I can't say I haven't been expecting this. LJ remained one of the very, very few places online that offered something both free and ad-free.
I've been around for more than a decade, and I remember when this happened to webspace. I migrated from Geocities (free to banner to popup) to Fortunecities (free to gigantic banner) to the space I was getting with my ISP (limited) to paying for my own domain and has it really been six years? It's a natural progression of the online evolution: at first it's free. Then it's ads. Then you realise that if you don't like ads and you use a service frequently, paying for it is quite an attractive option.

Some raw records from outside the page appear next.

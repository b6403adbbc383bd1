//! World entity avatar

use tilesync_core::{AvatarKind, AvatarPriority, CoordGrid};
use tilesync_world::Poolable;

/// Angle units in a full turn
pub const ANGLE_UNITS: u16 = 2048;

#[derive(Debug, Clone, Copy)]
pub struct WorldEntityArgs {
    pub coord: CoordGrid,
    /// Footprint in zones
    pub size_x: u8,
    pub size_z: u8,
    pub angle: u16,
}

/// A moving multi-tile structure such as a ship
#[derive(Debug)]
pub struct WorldEntityAvatar {
    index: usize,
    coord: CoordGrid,
    last_coord: CoordGrid,
    angle: u16,
    last_angle: u16,
    size_x: u8,
    size_z: u8,
    priority: AvatarPriority,
    jump: bool,
}

impl WorldEntityAvatar {
    #[inline]
    pub fn index(&self) -> usize {
        self.index
    }

    #[inline]
    pub fn coord(&self) -> CoordGrid {
        self.coord
    }

    #[inline]
    pub fn last_coord(&self) -> CoordGrid {
        self.last_coord
    }

    #[inline]
    pub fn angle(&self) -> u16 {
        self.angle
    }

    /// Turn to `angle`, taken modulo [`ANGLE_UNITS`]
    pub fn set_angle(&mut self, angle: u16) {
        self.angle = angle % ANGLE_UNITS;
    }

    #[inline]
    pub fn last_angle(&self) -> u16 {
        self.last_angle
    }

    #[inline]
    pub fn size(&self) -> (u8, u8) {
        (self.size_x, self.size_z)
    }

    #[inline]
    pub fn priority(&self) -> AvatarPriority {
        self.priority
    }

    pub fn set_priority(&mut self, priority: AvatarPriority) {
        self.priority = priority;
    }

    #[inline]
    pub fn is_jumping(&self) -> bool {
        self.jump
    }

    pub(crate) fn set_jump(&mut self) {
        self.jump = true;
    }

    pub(crate) fn post_update(&mut self) {
        self.last_coord = self.coord;
        self.last_angle = self.angle;
        self.jump = false;
    }
}

impl Poolable for WorldEntityAvatar {
    type Args = WorldEntityArgs;

    fn create(index: usize, args: WorldEntityArgs) -> Self {
        let angle = args.angle % ANGLE_UNITS;
        Self {
            index,
            coord: args.coord,
            last_coord: args.coord,
            angle,
            last_angle: angle,
            size_x: args.size_x,
            size_z: args.size_z,
            priority: AvatarKind::WorldEntity.default_priority(),
            jump: false,
        }
    }

    fn on_alloc(&mut self, index: usize, args: WorldEntityArgs) {
        *self = Self::create(index, args);
    }

    fn on_dealloc(&mut self) {}

    fn coord(&self) -> CoordGrid {
        self.coord
    }

    fn set_coord(&mut self, coord: CoordGrid) {
        self.coord = coord;
    }
}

I use LJ daily as my main source of internet-community news and my main path of communication with many dear friends. Out of the clones, it's the most stable and the one with the most attractive array of options and layouts. I've had a paid account for years now, and each year I reconsider signing up for one more year, just like I reconsider the value-for-money of any other subscription. (I'm dropping Usenet this year, for example. It's time.) So far, I still see benefits.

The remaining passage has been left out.